Crackers are the wallflowers at the food blogger's party. Too ordinary and unassuming to garner much attention. But there might be a few of you in the same boat I row upstream.

The snack deprived boat.

So this one's for you.

Folks who can consume gluten probably take their snacks for granted. After all, they can grab any bag of chips or cracker box off the shelf of any market or convenience store and motor on over to the cheese section without breaking a sweat. Snack attack solved. Please pass the Doritos.
But for those of us living gluten-free and casein-free- it ain't so easy. (And if you happen to have additional allergies- to sunflower oil or nuts or spices- you get one complicated serpentine quest for a safe little bite.)

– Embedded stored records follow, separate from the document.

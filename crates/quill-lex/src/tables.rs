//! Static classification tables.
//!
//! Reserved keywords, single-character punctuation and the operator
//! lexemes with their categories. The tables are immutable `static` data
//! shared by every lexing run.

use crate::token::TokenKind;

/// Reserved keywords.
///
/// `true`, `false` and `null` are literal values and deliberately absent.
pub static KEYWORDS: &[&str] = &["const", "let"];

/// Every operator lexeme paired with its category.
///
/// Categories are looked up by lexeme, so the order of entries carries no
/// meaning.
pub static OPERATORS: &[(&str, TokenKind)] = &[
    ("+", TokenKind::Arithmetic),
    ("-", TokenKind::Arithmetic),
    ("*", TokenKind::Arithmetic),
    ("/", TokenKind::Arithmetic),
    ("^", TokenKind::Arithmetic),
    ("%", TokenKind::Arithmetic),
    (">", TokenKind::Comparison),
    (">=", TokenKind::Comparison),
    ("<", TokenKind::Comparison),
    ("<=", TokenKind::Comparison),
    ("==", TokenKind::Comparison),
    ("!=", TokenKind::Comparison),
    ("=", TokenKind::Assignment),
];

/// Returns true if `word` is a reserved keyword.
pub fn is_keyword(word: &str) -> bool {
    KEYWORDS.contains(&word)
}

/// Returns the token kind for a single-character punctuation symbol.
///
/// # Examples
///
/// ```
/// use quill_lex::tables::punctuation_kind;
/// use quill_lex::TokenKind;
///
/// assert_eq!(punctuation_kind('{'), Some(TokenKind::Brace));
/// assert_eq!(punctuation_kind(','), None);
/// ```
pub fn punctuation_kind(c: char) -> Option<TokenKind> {
    match c {
        '(' | ')' => Some(TokenKind::Paren),
        '{' | '}' => Some(TokenKind::Brace),
        '[' | ']' => Some(TokenKind::Bracket),
        '.' => Some(TokenKind::Dot),
        ':' => Some(TokenKind::Colon),
        _ => None,
    }
}

/// Returns the category of an operator lexeme, or `None` if `lexeme` is not
/// an operator.
///
/// # Examples
///
/// ```
/// use quill_lex::tables::operator_kind;
/// use quill_lex::TokenKind;
///
/// assert_eq!(operator_kind(">="), Some(TokenKind::Comparison));
/// assert_eq!(operator_kind("="), Some(TokenKind::Assignment));
/// assert_eq!(operator_kind("!"), None);
/// ```
pub fn operator_kind(lexeme: &str) -> Option<TokenKind> {
    OPERATORS
        .iter()
        .find(|(op, _)| *op == lexeme)
        .map(|&(_, kind)| kind)
}

/// Returns true if `c` can begin an operator.
///
/// `!` is accepted here even though it is only valid as part of `!=`.
pub fn is_operator_start(c: char) -> bool {
    c == '!' || OPERATORS.iter().any(|(op, _)| op.len() == 1 && op.starts_with(c))
}

#[cfg(test)]
mod tests {
    use super::*;

    #[test]
    fn test_keywords() {
        assert!(is_keyword("const"));
        assert!(is_keyword("let"));
        assert!(!is_keyword("true"));
        assert!(!is_keyword("null"));
        assert!(!is_keyword("Let"));
    }

    #[test]
    fn test_operator_categories() {
        for op in ["+", "-", "*", "/", "^", "%"] {
            assert_eq!(operator_kind(op), Some(TokenKind::Arithmetic), "{op}");
        }
        for op in [">", ">=", "<", "<=", "==", "!="] {
            assert_eq!(operator_kind(op), Some(TokenKind::Comparison), "{op}");
        }
        assert_eq!(operator_kind("="), Some(TokenKind::Assignment));
    }

    #[test]
    fn test_non_operators() {
        assert_eq!(operator_kind("!"), None);
        assert_eq!(operator_kind("=>"), None);
        assert_eq!(operator_kind("+="), None);
        assert_eq!(operator_kind(""), None);
    }

    #[test]
    fn test_no_operator_exceeds_two_chars() {
        assert!(OPERATORS.iter().all(|(op, _)| (1..=2).contains(&op.len())));
    }

    #[test]
    fn test_operator_start_chars() {
        for c in ['+', '-', '*', '/', '^', '%', '>', '<', '=', '!'] {
            assert!(is_operator_start(c), "{c}");
        }
        assert!(!is_operator_start('&'));
        assert!(!is_operator_start('.'));
    }

    #[test]
    fn test_punctuation() {
        assert_eq!(punctuation_kind('('), Some(TokenKind::Paren));
        assert_eq!(punctuation_kind(']'), Some(TokenKind::Bracket));
        assert_eq!(punctuation_kind('.'), Some(TokenKind::Dot));
        assert_eq!(punctuation_kind(':'), Some(TokenKind::Colon));
        assert_eq!(punctuation_kind(';'), None);
    }
}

At this writing, I can count on one hand the number of available chips or crackers I can eat. Safely. And for some mysterious reason that only the petulant Goddess of the Universe knows, that modest handful of snack options is never stocked. Anywhere.

I search in vain every weekly trip to Santa Fe for the one potato chip I can eat. Or a single non-GMO tortilla chip. Even those funny little white rice wafers play hard to get. New Mexico appears to be staunchly plain rice cracker free (I guess rice crackers don't like to flirt with guacamole and salsa).

Which explains why I bake my own snacks and crackers.

It's a pragmatic choice. I've made Pecan Crackers, and Savory Grain-Free Crackers (back when I didn't know I was allergic to Parmesan). I've made crispy sweet potato and gold potato chips.

But this week we found ourselves crackerless. So we baked up a new recipe on the spot. With garlic and sesame seeds. If you cannot eat sesame, darling, flax seeds or hemp seeds will work.